Gorges was born in Ashton Phillips, Somerset, England. In 1601, he became involved in the Essex Conspiracy and later testified against its leader, Robert Devereux.

In 1605, he helped sponsor the expedition of George Weymouth to the mouth of the Kennebec River along the coast of the present day state of Maine in the United States. In 1607, as a shareholder in the Plymouth Company, he helped fund the failed Popham Colony, near present-day Phippsburg, Maine.

In 1622, Gorges received a land patent, along with John Mason, from the Plymouth Council for New England for the Province of Maine, the original boundaries of which were between the Merrimack and Kennebec rivers.

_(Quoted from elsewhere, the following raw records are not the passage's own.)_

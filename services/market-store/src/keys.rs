//! Key codec: storage key grammar
//!
//! Every key is ASCII with `_` and `:` as structural separators. Ids are
//! key-safe (see `types::ids`), so a prefix match never crosses into a
//! neighbouring id.
//!
//! ```text
//! ID:<order>_V:<version %012d>        order version (primary)
//! ID:<order>                          latest order version   → primary
//! M:<market>_ID:<order>               order by market        → primary
//! P:<party>_ID:<order>                order by party         → primary
//! R:<reference>                       order by reference     → primary
//!
//! M:<market>_ID:<trade>               trade (primary)
//! ID:<trade>                          trade by id            → primary
//! P:<party>_ID:<trade>                trade by buyer/seller  → primary
//! O:<order>_ID:<trade>                trade by buy/sell order → primary
//!
//! M:<market>_I:<interval>_T:<nanos %019d> candle (primary)
//! LCM:<market>_I:<interval>           last candle            → primary
//!
//! GP:<party>_A:<asset>                general account (primary)
//! MP:<party>_M:<market>_A:<asset>     margin account (primary)
//! IP:<market>_A:<asset>               insurance account (primary)
//! SP:<market>_A:<asset>               settlement account (primary)
//! M:<market>_ID:<account key>         account by market      → primary
//! A:<asset>_<party>_ID:<account key>  account by asset       → primary
//! ```
//!
//! Descending scans seek to the prefix followed by `0xFF`, which sorts
//! after every ASCII suffix; stored keys never carry that byte.

use types::account::AccountType;
use types::candle::Interval;

/// Byte appended to a seek key for reverse iteration.
pub const DESCENDING_SENTINEL: u8 = 0xFF;

/// Width of the zero-padded order version.
pub const VERSION_WIDTH: usize = 12;

/// Width of the zero-padded candle bucket timestamp; fits any
/// non-negative `i64`.
pub const TIMESTAMP_WIDTH: usize = 19;

/// A scan range: where to seek and which prefix keeps the cursor valid.
#[derive(Debug, Clone, PartialEq, Eq)]
pub struct Prefix {
    pub seek: Vec<u8>,
    pub valid: Vec<u8>,
}

impl Prefix {
    /// Build a scan range from a raw prefix.
    pub fn new(valid: impl Into<Vec<u8>>, descending: bool) -> Self {
        let valid = valid.into();
        let mut seek = valid.clone();
        if descending {
            seek.push(DESCENDING_SENTINEL);
        }
        Self { seek, valid }
    }
}

/// `<kind>:<id>_`
pub fn prefix(kind: &str, id: &str, descending: bool) -> Prefix {
    Prefix::new(format!("{kind}:{id}_"), descending)
}

pub fn market_prefix(market: &str, descending: bool) -> Prefix {
    prefix("M", market, descending)
}

pub fn party_prefix(party: &str, descending: bool) -> Prefix {
    prefix("P", party, descending)
}

pub fn order_prefix(order: &str, descending: bool) -> Prefix {
    prefix("O", order, descending)
}

/// Prefix of every stored version of one order.
pub fn order_version_prefix(order: &str, descending: bool) -> Prefix {
    Prefix::new(format!("ID:{order}_V:"), descending)
}

// ── Orders ──────────────────────────────────────────────────────────

pub fn order_version_key(order: &str, version: u64) -> Vec<u8> {
    format!("ID:{order}_V:{version:0width$}", width = VERSION_WIDTH).into_bytes()
}

pub fn order_id_key(order: &str) -> Vec<u8> {
    format!("ID:{order}").into_bytes()
}

pub fn order_market_key(market: &str, order: &str) -> Vec<u8> {
    format!("M:{market}_ID:{order}").into_bytes()
}

pub fn order_party_key(party: &str, order: &str) -> Vec<u8> {
    format!("P:{party}_ID:{order}").into_bytes()
}

pub fn order_reference_key(reference: &str) -> Vec<u8> {
    format!("R:{reference}").into_bytes()
}

// ── Trades ──────────────────────────────────────────────────────────

pub fn trade_market_key(market: &str, trade: &str) -> Vec<u8> {
    format!("M:{market}_ID:{trade}").into_bytes()
}

pub fn trade_id_key(trade: &str) -> Vec<u8> {
    format!("ID:{trade}").into_bytes()
}

pub fn trade_party_key(party: &str, trade: &str) -> Vec<u8> {
    format!("P:{party}_ID:{trade}").into_bytes()
}

pub fn trade_order_key(order: &str, trade: &str) -> Vec<u8> {
    format!("O:{order}_ID:{trade}").into_bytes()
}

/// Leading bytes shared by every trade primary key of `market`.
pub fn trade_market_filter(market: &str) -> Vec<u8> {
    format!("M:{market}_").into_bytes()
}

// ── Candles ─────────────────────────────────────────────────────────

/// Byte order of candle keys follows bucket order for non-negative
/// timestamps.
pub fn candle_key(market: &str, interval: Interval, timestamp: i64) -> Vec<u8> {
    format!("M:{market}_I:{interval}_T:{timestamp:0width$}", width = TIMESTAMP_WIDTH).into_bytes()
}

pub fn candle_prefix(market: &str, interval: Interval, descending: bool) -> Prefix {
    Prefix::new(format!("M:{market}_I:{interval}_T:"), descending)
}

pub fn last_candle_key(market: &str, interval: Interval) -> Vec<u8> {
    format!("LCM:{market}_I:{interval}").into_bytes()
}

// ── Accounts ────────────────────────────────────────────────────────

/// Two-letter code that prefixes every account key of a type.
pub fn account_type_code(account_type: AccountType) -> &'static str {
    match account_type {
        AccountType::Margin => "MP",
        AccountType::Settlement => "SP",
        AccountType::Insurance => "IP",
        AccountType::General => "GP",
        AccountType::Unspecified => "ERR",
    }
}

pub fn account_general_key(party: &str, asset: &str) -> Vec<u8> {
    format!("{}:{party}_A:{asset}", account_type_code(AccountType::General)).into_bytes()
}

pub fn account_margin_key(party: &str, market: &str, asset: &str) -> Vec<u8> {
    format!(
        "{}:{party}_M:{market}_A:{asset}",
        account_type_code(AccountType::Margin)
    )
    .into_bytes()
}

pub fn account_insurance_key(market: &str, asset: &str) -> Vec<u8> {
    format!("{}:{market}_A:{asset}", account_type_code(AccountType::Insurance)).into_bytes()
}

pub fn account_settlement_key(market: &str, asset: &str) -> Vec<u8> {
    format!("{}:{market}_A:{asset}", account_type_code(AccountType::Settlement)).into_bytes()
}

/// Index entry for every account scoped to `market`.
pub fn account_market_key(market: &str, account_key: &[u8]) -> Vec<u8> {
    let mut key = format!("M:{market}_ID:").into_bytes();
    key.extend_from_slice(account_key);
    key
}

/// Index entry for every account holding `asset`.
pub fn account_asset_key(asset: &str, party: &str, account_key: &[u8]) -> Vec<u8> {
    let mut key = format!("A:{asset}_{party}_ID:").into_bytes();
    key.extend_from_slice(account_key);
    key
}

/// Accounts of one type scoped to `owner` (a party, or a market for
/// insurance and settlement accounts).
pub fn account_owner_prefix(account_type: AccountType, owner: &str, descending: bool) -> Prefix {
    prefix(account_type_code(account_type), owner, descending)
}

/// Margin accounts of `party` in `market`.
pub fn account_party_market_prefix(party: &str, market: &str, descending: bool) -> Prefix {
    Prefix::new(
        format!("{}:{party}_M:{market}_", account_type_code(AccountType::Margin)),
        descending,
    )
}

/// Asset index entries, optionally narrowed to one party.
pub fn account_asset_prefix(asset: &str, party: Option<&str>, descending: bool) -> Prefix {
    match party {
        Some(party) => Prefix::new(format!("A:{asset}_{party}_ID:"), descending),
        None => prefix("A", asset, descending),
    }
}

In 1629, he and Mason divided the colony, with Mason's portion south of the Piscataqua River becoming the Province of New Hampshire. Gorges and his nephew established Maine's first court system.

Capt. Christopher Levett, early English explorer of the New England Coast, was an agent for Gorges, as well as a member for the crown's Plymouth Council for New England.[1] Levett's attempt to establish a colony in Maine ultimately failed, and he died aboard ship returning to England after meeting with Governor John Winthrop in the Massachusetts Bay Colony in 1630.

Ferdinando Gorges's son was Robert Gorges and was Governor-General of New England from 1623–1624.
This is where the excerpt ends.